* **WHAT YOU NEED TO DO**
Retype, word for word, every line from the one holding "repository 5f398ff87e0d29ae" through the one holding "1. Top cards" in the entries below, both included, and only those lines.

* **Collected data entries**
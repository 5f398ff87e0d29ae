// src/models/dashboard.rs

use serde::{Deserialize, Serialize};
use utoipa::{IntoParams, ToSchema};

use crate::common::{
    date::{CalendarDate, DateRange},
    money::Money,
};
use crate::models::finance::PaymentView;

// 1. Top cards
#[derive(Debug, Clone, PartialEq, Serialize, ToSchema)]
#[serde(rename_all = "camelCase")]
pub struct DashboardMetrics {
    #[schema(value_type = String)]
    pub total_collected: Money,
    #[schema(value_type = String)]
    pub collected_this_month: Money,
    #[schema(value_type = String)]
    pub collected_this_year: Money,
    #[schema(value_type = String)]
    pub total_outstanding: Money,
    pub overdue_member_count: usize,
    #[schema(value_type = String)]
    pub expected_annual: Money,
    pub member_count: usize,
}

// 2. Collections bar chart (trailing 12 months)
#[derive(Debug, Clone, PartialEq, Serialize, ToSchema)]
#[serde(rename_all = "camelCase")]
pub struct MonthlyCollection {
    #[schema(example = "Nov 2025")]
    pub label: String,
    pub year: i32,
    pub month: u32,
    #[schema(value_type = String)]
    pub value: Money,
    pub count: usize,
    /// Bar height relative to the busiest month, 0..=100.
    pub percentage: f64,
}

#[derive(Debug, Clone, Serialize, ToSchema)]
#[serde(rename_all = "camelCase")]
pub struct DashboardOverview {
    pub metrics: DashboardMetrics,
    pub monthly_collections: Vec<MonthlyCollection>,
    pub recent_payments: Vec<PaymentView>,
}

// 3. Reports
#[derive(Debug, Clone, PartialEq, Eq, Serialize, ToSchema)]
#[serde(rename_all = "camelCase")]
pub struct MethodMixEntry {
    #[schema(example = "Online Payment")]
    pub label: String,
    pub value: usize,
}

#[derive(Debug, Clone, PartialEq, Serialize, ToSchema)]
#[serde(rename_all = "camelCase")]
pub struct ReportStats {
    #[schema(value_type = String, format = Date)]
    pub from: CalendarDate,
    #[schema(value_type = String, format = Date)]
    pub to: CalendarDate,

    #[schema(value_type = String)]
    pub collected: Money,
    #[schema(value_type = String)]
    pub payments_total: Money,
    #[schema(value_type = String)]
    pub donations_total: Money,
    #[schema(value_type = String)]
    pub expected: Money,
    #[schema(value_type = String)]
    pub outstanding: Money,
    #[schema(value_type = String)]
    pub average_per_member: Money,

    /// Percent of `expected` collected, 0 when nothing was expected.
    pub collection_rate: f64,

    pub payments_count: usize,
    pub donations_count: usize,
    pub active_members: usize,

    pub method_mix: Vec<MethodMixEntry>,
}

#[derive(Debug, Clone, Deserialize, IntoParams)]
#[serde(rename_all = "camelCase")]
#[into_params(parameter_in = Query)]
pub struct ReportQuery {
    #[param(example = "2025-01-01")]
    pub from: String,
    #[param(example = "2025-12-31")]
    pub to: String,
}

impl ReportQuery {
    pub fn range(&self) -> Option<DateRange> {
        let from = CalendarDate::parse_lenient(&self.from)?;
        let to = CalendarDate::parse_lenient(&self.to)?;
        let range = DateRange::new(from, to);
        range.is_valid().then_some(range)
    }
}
---
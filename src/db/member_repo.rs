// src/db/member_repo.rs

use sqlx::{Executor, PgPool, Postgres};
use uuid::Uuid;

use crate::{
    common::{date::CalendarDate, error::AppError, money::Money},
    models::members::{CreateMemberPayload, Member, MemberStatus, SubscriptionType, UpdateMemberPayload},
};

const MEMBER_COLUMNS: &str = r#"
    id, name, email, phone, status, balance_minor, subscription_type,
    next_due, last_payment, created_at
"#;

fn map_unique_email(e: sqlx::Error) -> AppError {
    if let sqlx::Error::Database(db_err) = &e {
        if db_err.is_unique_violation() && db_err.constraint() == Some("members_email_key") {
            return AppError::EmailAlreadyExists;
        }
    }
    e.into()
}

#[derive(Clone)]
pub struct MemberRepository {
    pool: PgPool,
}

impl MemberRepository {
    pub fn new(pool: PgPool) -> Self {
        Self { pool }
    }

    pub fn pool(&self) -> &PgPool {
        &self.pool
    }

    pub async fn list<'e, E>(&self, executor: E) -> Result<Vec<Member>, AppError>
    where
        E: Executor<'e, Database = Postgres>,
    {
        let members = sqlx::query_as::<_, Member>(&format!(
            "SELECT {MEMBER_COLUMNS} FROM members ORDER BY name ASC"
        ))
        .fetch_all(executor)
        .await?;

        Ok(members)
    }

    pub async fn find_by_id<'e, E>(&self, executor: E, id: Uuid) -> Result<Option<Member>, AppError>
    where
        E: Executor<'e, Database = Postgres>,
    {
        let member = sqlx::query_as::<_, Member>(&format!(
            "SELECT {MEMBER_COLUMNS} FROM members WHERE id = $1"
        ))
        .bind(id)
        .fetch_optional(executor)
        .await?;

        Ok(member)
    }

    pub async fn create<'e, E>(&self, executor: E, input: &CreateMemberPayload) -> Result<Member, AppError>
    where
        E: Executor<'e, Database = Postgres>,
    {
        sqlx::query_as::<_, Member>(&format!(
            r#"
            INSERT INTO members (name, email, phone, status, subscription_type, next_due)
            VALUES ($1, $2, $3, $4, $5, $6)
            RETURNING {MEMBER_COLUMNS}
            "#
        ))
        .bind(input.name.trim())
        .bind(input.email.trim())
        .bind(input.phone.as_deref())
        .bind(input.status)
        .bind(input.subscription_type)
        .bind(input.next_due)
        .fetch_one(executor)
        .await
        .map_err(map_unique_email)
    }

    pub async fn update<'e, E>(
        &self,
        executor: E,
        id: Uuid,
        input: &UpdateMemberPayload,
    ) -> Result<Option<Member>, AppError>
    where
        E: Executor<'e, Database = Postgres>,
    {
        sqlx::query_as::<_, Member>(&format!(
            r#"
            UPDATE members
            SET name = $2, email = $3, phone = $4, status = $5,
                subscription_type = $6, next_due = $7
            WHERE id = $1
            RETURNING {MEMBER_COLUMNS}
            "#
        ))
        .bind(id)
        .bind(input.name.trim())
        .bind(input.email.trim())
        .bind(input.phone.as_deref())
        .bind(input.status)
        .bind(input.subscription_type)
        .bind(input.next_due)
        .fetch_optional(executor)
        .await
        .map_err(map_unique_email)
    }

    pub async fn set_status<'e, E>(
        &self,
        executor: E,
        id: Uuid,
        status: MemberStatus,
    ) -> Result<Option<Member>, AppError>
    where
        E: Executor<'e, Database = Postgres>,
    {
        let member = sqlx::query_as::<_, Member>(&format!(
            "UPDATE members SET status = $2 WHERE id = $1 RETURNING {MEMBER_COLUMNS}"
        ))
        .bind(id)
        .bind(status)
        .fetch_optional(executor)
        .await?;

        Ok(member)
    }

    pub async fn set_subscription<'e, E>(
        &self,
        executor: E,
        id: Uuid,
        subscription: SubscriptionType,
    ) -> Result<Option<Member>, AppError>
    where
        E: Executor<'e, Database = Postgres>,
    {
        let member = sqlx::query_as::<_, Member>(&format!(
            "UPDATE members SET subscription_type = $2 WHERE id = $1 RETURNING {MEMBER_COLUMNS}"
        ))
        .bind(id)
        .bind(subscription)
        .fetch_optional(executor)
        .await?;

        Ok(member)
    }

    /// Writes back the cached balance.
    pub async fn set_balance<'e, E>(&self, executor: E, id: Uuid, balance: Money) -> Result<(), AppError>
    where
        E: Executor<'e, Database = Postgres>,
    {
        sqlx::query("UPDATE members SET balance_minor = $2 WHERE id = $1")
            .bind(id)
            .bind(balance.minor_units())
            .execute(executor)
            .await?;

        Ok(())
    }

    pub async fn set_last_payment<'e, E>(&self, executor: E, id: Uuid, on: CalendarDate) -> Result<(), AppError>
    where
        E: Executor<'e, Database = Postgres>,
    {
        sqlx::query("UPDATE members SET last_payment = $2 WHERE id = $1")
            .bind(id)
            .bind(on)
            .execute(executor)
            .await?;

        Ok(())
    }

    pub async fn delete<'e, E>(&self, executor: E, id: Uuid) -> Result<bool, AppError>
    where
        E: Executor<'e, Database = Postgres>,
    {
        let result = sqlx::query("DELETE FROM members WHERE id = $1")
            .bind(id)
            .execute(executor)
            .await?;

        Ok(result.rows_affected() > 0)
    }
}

* **EXERCISE RESPONSE**
repository 5f398ff87e0d29ae
// src/models/dashboard.rs

use serde::{Deserialize, Serialize};
use utoipa::{IntoParams, ToSchema};

use crate::common::{
    date::{CalendarDate, DateRange},
    money::Money,
};
use crate::models::finance::PaymentView;

// 1. Top cards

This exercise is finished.